**Problem to solve**
Select the lines below containing the word "must".

########################################

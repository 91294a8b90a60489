use chrono::{DateTime, SecondsFormat, Utc};
use rusqlite::{Connection, ErrorCode};
use std::path::Path;
use std::sync::{Arc, Mutex};

use crate::errors::{GatorError, GatorResult};

const SCHEMA: &str = r#"
CREATE TABLE IF NOT EXISTS users (
    id INTEGER PRIMARY KEY AUTOINCREMENT,
    name TEXT NOT NULL UNIQUE,
    created_at TEXT NOT NULL,
    updated_at TEXT NOT NULL
);

CREATE TABLE IF NOT EXISTS feeds (
    id INTEGER PRIMARY KEY AUTOINCREMENT,
    name TEXT NOT NULL,
    url TEXT NOT NULL UNIQUE,
    user_id INTEGER NOT NULL,
    created_at TEXT NOT NULL,
    updated_at TEXT NOT NULL,
    last_fetched_at TEXT,
    FOREIGN KEY (user_id) REFERENCES users(id) ON DELETE CASCADE
);

CREATE INDEX IF NOT EXISTS idx_feeds_last_fetched_at ON feeds(last_fetched_at, id);

CREATE TABLE IF NOT EXISTS feed_follows (
    id INTEGER PRIMARY KEY AUTOINCREMENT,
    user_id INTEGER NOT NULL,
    feed_id INTEGER NOT NULL,
    created_at TEXT NOT NULL,
    updated_at TEXT NOT NULL,
    UNIQUE (user_id, feed_id),
    FOREIGN KEY (user_id) REFERENCES users(id) ON DELETE CASCADE,
    FOREIGN KEY (feed_id) REFERENCES feeds(id) ON DELETE CASCADE
);

CREATE TABLE IF NOT EXISTS posts (
    id INTEGER PRIMARY KEY AUTOINCREMENT,
    title TEXT NOT NULL,
    url TEXT NOT NULL,
    description TEXT NOT NULL,
    published_at TEXT NOT NULL,
    feed_id INTEGER NOT NULL,
    created_at TEXT NOT NULL,
    updated_at TEXT NOT NULL,
    UNIQUE (feed_id, url),
    FOREIGN KEY (feed_id) REFERENCES feeds(id) ON DELETE CASCADE
);

CREATE INDEX IF NOT EXISTS idx_posts_published_at ON posts(published_at);
"#;

#[derive(Clone)]
pub struct SqliteStorage {
    conn: Arc<Mutex<Connection>>,
}

impl SqliteStorage {
    pub fn new<P: AsRef<Path>>(path: P) -> GatorResult<Self> {
        Self::init(Connection::open(path)?)
    }

    pub fn in_memory() -> GatorResult<Self> {
        Self::init(Connection::open_in_memory()?)
    }

    fn init(conn: Connection) -> GatorResult<Self> {
        conn.execute_batch("PRAGMA foreign_keys = ON;")?;
        conn.execute_batch(SCHEMA)?;

        Ok(Self {
            conn: Arc::new(Mutex::new(conn)),
        })
    }

    pub fn connection(&self) -> Result<std::sync::MutexGuard<'_, Connection>, GatorError> {
        self.conn
            .lock()
            .map_err(|_| GatorError::Database(rusqlite::Error::InvalidQuery))
    }
}

/// Fixed-width RFC 3339 text, so timestamps compare correctly as strings
/// inside SQL.
pub(crate) fn sql_timestamp(at: &DateTime<Utc>) -> String {
    at.to_rfc3339_opts(SecondsFormat::Micros, false)
}

pub(crate) fn is_unique_violation(err: &rusqlite::Error) -> bool {
    matches!(
        err,
        rusqlite::Error::SqliteFailure(e, _)
            if e.code == ErrorCode::ConstraintViolation
                && e.extended_code == rusqlite::ffi::SQLITE_CONSTRAINT_UNIQUE
    )
}
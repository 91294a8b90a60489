pub mod cli;
pub mod config;
pub mod domain;
pub mod errors;
pub mod feed;
pub mod services;
pub mod storage;
//! Toy populations: independent latent features followed by a linear mixing.
//!
//! A population draws `z_j ~ f_j` independently and returns `x = A z`. A
//! non-diagonal `A` introduces correlations that single-variable reweighting
//! cannot correct. Because `A` is invertible, the density of `x` is known:
//!
//! `log p(x) = sum_j log f_j((A^-1 x)_j) - ln|det A|`

use nalgebra::{DMatrix, DVector};
use rand::Rng;
use rw_core::{Error, Result};
use serde::{Deserialize, Serialize};

use crate::distributions::FeatureDistribution;

/// Smallest |det A| accepted for a mixing matrix.
const MIN_ABS_DET: f64 = 1e-12;

/// Generating recipe for one population (data or MC).
#[derive(Debug, Clone, PartialEq, Serialize, Deserialize)]
pub struct Population {
    /// Latent per-feature distributions.
    pub features: Vec<FeatureDistribution>,
    /// Row-major square mixing matrix; identity when absent.
    #[serde(default, skip_serializing_if = "Option::is_none")]
    pub mixing: Option<Vec<Vec<f64>>>,
}

impl Population {
    /// Population with independent features (identity mixing).
    pub fn independent(features: Vec<FeatureDistribution>) -> Self {
        Self { features, mixing: None }
    }

    /// Attach a mixing matrix.
    pub fn with_mixing(mut self, mixing: Vec<Vec<f64>>) -> Self {
        self.mixing = Some(mixing);
        self
    }

    /// Number of observed features.
    pub fn n_features(&self) -> usize {
        self.features.len()
    }

    /// Mixing matrix as a dense matrix (identity when absent).
    pub fn mixing_matrix(&self) -> Result<DMatrix<f64>> {
        let n = self.features.len();
        let Some(rows) = &self.mixing else {
            return Ok(DMatrix::identity(n, n));
        };
        if rows.len() != n {
            return Err(Error::Validation(format!(
                "mixing matrix must be {}x{}, got {} rows",
                n,
                n,
                rows.len()
            )));
        }
        let mut flat = Vec::with_capacity(n * n);
        for (i, row) in rows.iter().enumerate() {
            if row.len() != n {
                return Err(Error::Validation(format!(
                    "mixing matrix row {} has len {}, expected {}",
                    i,
                    row.len(),
                    n
                )));
            }
            if row.iter().any(|v| !v.is_finite()) {
                return Err(Error::Validation("mixing matrix must be finite".to_string()));
            }
            flat.extend_from_slice(row);
        }
        Ok(DMatrix::from_row_slice(n, n, &flat))
    }

    /// Validate distributions and mixing (square, finite, invertible).
    pub fn validate(&self) -> Result<()> {
        if self.features.is_empty() {
            return Err(Error::Validation("population must have at least 1 feature".to_string()));
        }
        for d in &self.features {
            d.validate()?;
        }
        let a = self.mixing_matrix()?;
        let det = a.determinant();
        if !det.is_finite() || det.abs() < MIN_ABS_DET {
            return Err(Error::Validation(format!(
                "mixing matrix must be invertible, det={}",
                det
            )));
        }
        Ok(())
    }

    /// Draw `n` events; each row is `A z`.
    pub fn sample<R: Rng + ?Sized>(&self, n: usize, rng: &mut R) -> Result<Vec<Vec<f64>>> {
        self.validate()?;
        let a = self.mixing_matrix()?;
        let p = self.features.len();

        // Column-by-column so each latent feature consumes a contiguous RNG stream.
        let mut latent = Vec::with_capacity(p);
        for d in &self.features {
            latent.push(d.sample_n(n, rng)?);
        }

        let mut rows = Vec::with_capacity(n);
        let mut z = DVector::<f64>::zeros(p);
        for i in 0..n {
            for j in 0..p {
                z[j] = latent[j][i];
            }
            let x = &a * &z;
            rows.push(x.iter().copied().collect());
        }
        Ok(rows)
    }

    /// Exact log-density for each row.
    pub fn log_density(&self, rows: &[&[f64]]) -> Result<Vec<f64>> {
        self.validate()?;
        let a = self.mixing_matrix()?;
        let p = self.features.len();
        let log_abs_det = a.determinant().abs().ln();
        let a_inv = a
            .try_inverse()
            .ok_or_else(|| Error::Computation("mixing matrix inversion failed".to_string()))?;

        let mut out = Vec::with_capacity(rows.len());
        for (i, row) in rows.iter().enumerate() {
            if row.len() != p {
                return Err(Error::Validation(format!(
                    "row {} has {} features, population has {}",
                    i,
                    row.len(),
                    p
                )));
            }
            let z = &a_inv * DVector::from_column_slice(row);
            let mut lp = -log_abs_det;
            for (d, &zj) in self.features.iter().zip(z.iter()) {
                lp += d.logpdf(zj)?;
            }
            out.push(lp);
        }
        Ok(out)
    }
}
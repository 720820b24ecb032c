//! Small numerically-stable math utilities used by the classifier and weights.

/// Stable `log(1 + exp(x))`.
///
/// Branchless: `log(1+exp(x)) = max(x,0) + log(1+exp(-|x|))`.
#[inline]
pub fn log1pexp(x: f64) -> f64 {
    let e = (-x.abs()).exp(); // always in (0, 1], no overflow
    x.max(0.0) + e.ln_1p()
}

/// Stable sigmoid: `1 / (1 + exp(-x))`.
#[inline]
pub fn sigmoid(x: f64) -> f64 {
    let e = (-x.abs()).exp();
    let recip = 1.0 / (1.0 + e);
    // x <  0: sigmoid = exp(x)/(1+exp(x)) = e/(1+e)
    if x >= 0.0 { recip } else { e * recip }
}

/// Fused `(log(1+exp(x)), sigmoid(x))` with a single `exp()` call.
///
/// Binary cross-entropy from a logit `eta` with target `t` is
/// `log(1+exp(eta)) - t*eta` and its derivative is `sigmoid(eta) - t`, so the
/// training loop needs both for every event.
#[inline(always)]
pub fn log1pexp_and_sigmoid(x: f64) -> (f64, f64) {
    let e = (-x.abs()).exp();
    let log_term = x.max(0.0) + e.ln_1p();
    let recip = 1.0 / (1.0 + e);
    let sigma = if x >= 0.0 { recip } else { e * recip };
    (log_term, sigma)
}

/// Stable softplus: `log(1 + exp(x))`.
#[inline]
pub fn softplus(x: f64) -> f64 {
    log1pexp(x)
}

/// Log-odds `ln(p / (1 - p))`.
///
/// Returns `-inf` at `p = 0` and `+inf` at `p = 1`.
#[inline]
pub fn logit(p: f64) -> f64 {
    p.ln() - (-p).ln_1p()
}

#[cfg(test)]
mod tests {
    use super::*;

    #[test]
    fn test_log1pexp_matches_naive_moderate_values() {
        let xs: [f64; 7] = [-10.0, -2.0, -0.1, 0.0, 0.1, 2.0, 10.0];
        for x in xs {
            let naive = (1.0 + x.exp()).ln();
            let stable = log1pexp(x);
            assert!((naive - stable).abs() < 1e-12, "x={}: {} vs {}", x, naive, stable);
        }
    }

    #[test]
    fn test_log1pexp_is_finite_extremes() {
        for x in [-1e6, -100.0, 100.0, 1e6] {
            assert!(log1pexp(x).is_finite(), "x={}", x);
        }
        assert!((log1pexp(1e6) - 1e6).abs() < 1e-6);
    }

    #[test]
    fn test_sigmoid_bounds_and_symmetry() {
        for x in [-50.0, -10.0, -1.0, 0.0, 1.0, 10.0, 50.0] {
            let s = sigmoid(x);
            assert!((0.0..=1.0).contains(&s), "sigmoid({})={}", x, s);
            assert!((s + sigmoid(-x) - 1.0).abs() < 1e-15, "symmetry failed at {}", x);
        }
        assert_eq!(sigmoid(0.0), 0.5);
    }

    #[test]
    fn test_fused_matches_separate() {
        for x in [-50.0, -10.0, -2.0, -0.1, 0.0, 0.1, 2.0, 10.0, 50.0] {
            let (l, s) = log1pexp_and_sigmoid(x);
            assert!((l - log1pexp(x)).abs() < 1e-15, "log1pexp mismatch at x={}", x);
            assert!((s - sigmoid(x)).abs() < 1e-15, "sigmoid mismatch at x={}", x);
        }
    }

    #[test]
    fn test_logit_inverts_sigmoid() {
        for x in [-8.0, -1.5, 0.0, 0.7, 6.0] {
            assert!((logit(sigmoid(x)) - x).abs() < 1e-9, "x={}", x);
        }
        assert_eq!(logit(0.0), f64::NEG_INFINITY);
        assert_eq!(logit(1.0), f64::INFINITY);
    }
}
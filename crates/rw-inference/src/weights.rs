//! Odds-ratio weights from classifier probabilities.
//!
//! With `y = P(MC | x)` from a classifier trained on balanced classes,
//! `w = y / (1 - y)` estimates `p_MC(x) / p_data(x)`. Scaling each MC event by
//! `1 / w` moves the MC distribution onto the data distribution over the full
//! feature vector.
//!
//! The bare transform applies no clipping: `y = 1` gives `w = +inf` and
//! `y = 0` gives `w = 0`. [`WeightCalculator`] can optionally clip `y` and
//! correct the odds for unbalanced training classes.

use rw_core::{Error, Result};
use serde::{Deserialize, Serialize};

fn validate_probability(y: f64) -> Result<()> {
    if !y.is_finite() || !(0.0..=1.0).contains(&y) {
        return Err(Error::Validation(format!("probability must be in [0, 1], got {}", y)));
    }
    Ok(())
}

/// Naive odds `y / (1 - y)`; `+inf` at `y = 1`.
pub fn odds_weight(y: f64) -> Result<f64> {
    validate_probability(y)?;
    if y == 1.0 {
        return Ok(f64::INFINITY);
    }
    Ok(y / (1.0 - y))
}

/// Options for turning probabilities into MC event weights.
#[derive(Debug, Clone, PartialEq, Serialize, Deserialize)]
#[serde(default)]
pub struct WeightConfig {
    /// Clamp `y` to `[eps, 1 - eps]` before the transform. `None` keeps the naive transform.
    pub clip_epsilon: Option<f64>,
    /// Multiply the odds by `n_data / n_mc` of the training set.
    pub prior_correction: bool,
    /// Rescale MC weights so their sum equals the number of data events.
    pub normalize: bool,
}

impl Default for WeightConfig {
    fn default() -> Self {
        Self { clip_epsilon: None, prior_correction: true, normalize: false }
    }
}

impl WeightConfig {
    /// Validate the clip range.
    pub fn validate(&self) -> Result<()> {
        if let Some(eps) = self.clip_epsilon {
            if !eps.is_finite() || eps <= 0.0 || eps >= 0.5 {
                return Err(Error::Validation(format!(
                    "clip_epsilon must be in (0, 0.5), got {}",
                    eps
                )));
            }
        }
        Ok(())
    }
}

/// Converts classifier probabilities into density-ratio and MC weights.
#[derive(Debug, Clone, Copy, PartialEq)]
pub struct WeightCalculator {
    clip_epsilon: Option<f64>,
    prior_ratio: f64,
}

impl Default for WeightCalculator {
    fn default() -> Self {
        Self::new()
    }
}

impl WeightCalculator {
    /// Naive calculator: no clipping, no prior correction.
    pub fn new() -> Self {
        Self { clip_epsilon: None, prior_ratio: 1.0 }
    }

    /// Clamp probabilities to `[eps, 1 - eps]`.
    pub fn with_clip(mut self, eps: f64) -> Result<Self> {
        WeightConfig { clip_epsilon: Some(eps), ..WeightConfig::default() }.validate()?;
        self.clip_epsilon = Some(eps);
        Ok(self)
    }

    /// Correct for the training class balance.
    ///
    /// Unbalanced classes shift the odds by `n_mc / n_data`; multiplying by
    /// `n_data / n_mc` restores the density ratio. Balanced classes give 1.
    pub fn with_class_counts(mut self, n_data: usize, n_mc: usize) -> Result<Self> {
        if n_data == 0 || n_mc == 0 {
            return Err(Error::Validation(format!(
                "class counts must be > 0 (data={}, mc={})",
                n_data, n_mc
            )));
        }
        self.prior_ratio = n_data as f64 / n_mc as f64;
        Ok(self)
    }

    /// Build from a [`WeightConfig`] and the training class counts.
    pub fn from_config(config: &WeightConfig, n_data: usize, n_mc: usize) -> Result<Self> {
        config.validate()?;
        let mut calc = Self::new();
        if let Some(eps) = config.clip_epsilon {
            calc = calc.with_clip(eps)?;
        }
        if config.prior_correction {
            calc = calc.with_class_counts(n_data, n_mc)?;
        }
        Ok(calc)
    }

    /// Prior factor applied to the odds.
    pub fn prior_ratio(&self) -> f64 {
        self.prior_ratio
    }

    /// Density-ratio estimate `w(y) = prior * y / (1 - y)`.
    pub fn weight(&self, y: f64) -> Result<f64> {
        validate_probability(y)?;
        let y = match self.clip_epsilon {
            Some(eps) => y.clamp(eps, 1.0 - eps),
            None => y,
        };
        Ok(self.prior_ratio * odds_weight(y)?)
    }

    /// MC event weight `1 / w(y)`; `+inf` when `w = 0`.
    pub fn mc_weight(&self, y: f64) -> Result<f64> {
        let w = self.weight(y)?;
        if w == 0.0 {
            return Ok(f64::INFINITY);
        }
        Ok(1.0 / w)
    }

    /// MC event weights for a batch of probabilities.
    pub fn mc_weights(&self, probabilities: &[f64]) -> Result<Vec<f64>> {
        probabilities.iter().map(|&y| self.mc_weight(y)).collect()
    }
}

/// Rescale the finite weights so they sum to `target_sum`.
///
/// Non-finite entries are passed through unchanged.
pub fn normalize_weights(weights: &[f64], target_sum: f64) -> Result<Vec<f64>> {
    if !target_sum.is_finite() || target_sum <= 0.0 {
        return Err(Error::Validation(format!("target sum must be > 0, got {}", target_sum)));
    }
    let sum: f64 = weights.iter().filter(|w| w.is_finite()).sum();
    if !sum.is_finite() || sum <= 0.0 {
        return Err(Error::Computation(format!("cannot normalise weights with finite sum {}", sum)));
    }
    let k = target_sum / sum;
    Ok(weights.iter().map(|&w| if w.is_finite() { w * k } else { w }).collect())
}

########################################

**Task result**
                "mixing matrix must be {}x{}, got {} rows",
                return Err(Error::Validation("mixing matrix must be finite".to_string()));
            return Err(Error::Validation("population must have at least 1 feature".to_string()));
                "mixing matrix must be invertible, det={}",
        return Err(Error::Validation(format!("probability must be in [0, 1], got {}", y)));
                    "clip_epsilon must be in (0, 0.5), got {}",
                "class counts must be > 0 (data={}, mc={})",
        return Err(Error::Validation(format!("target sum must be > 0, got {}", target_sum)));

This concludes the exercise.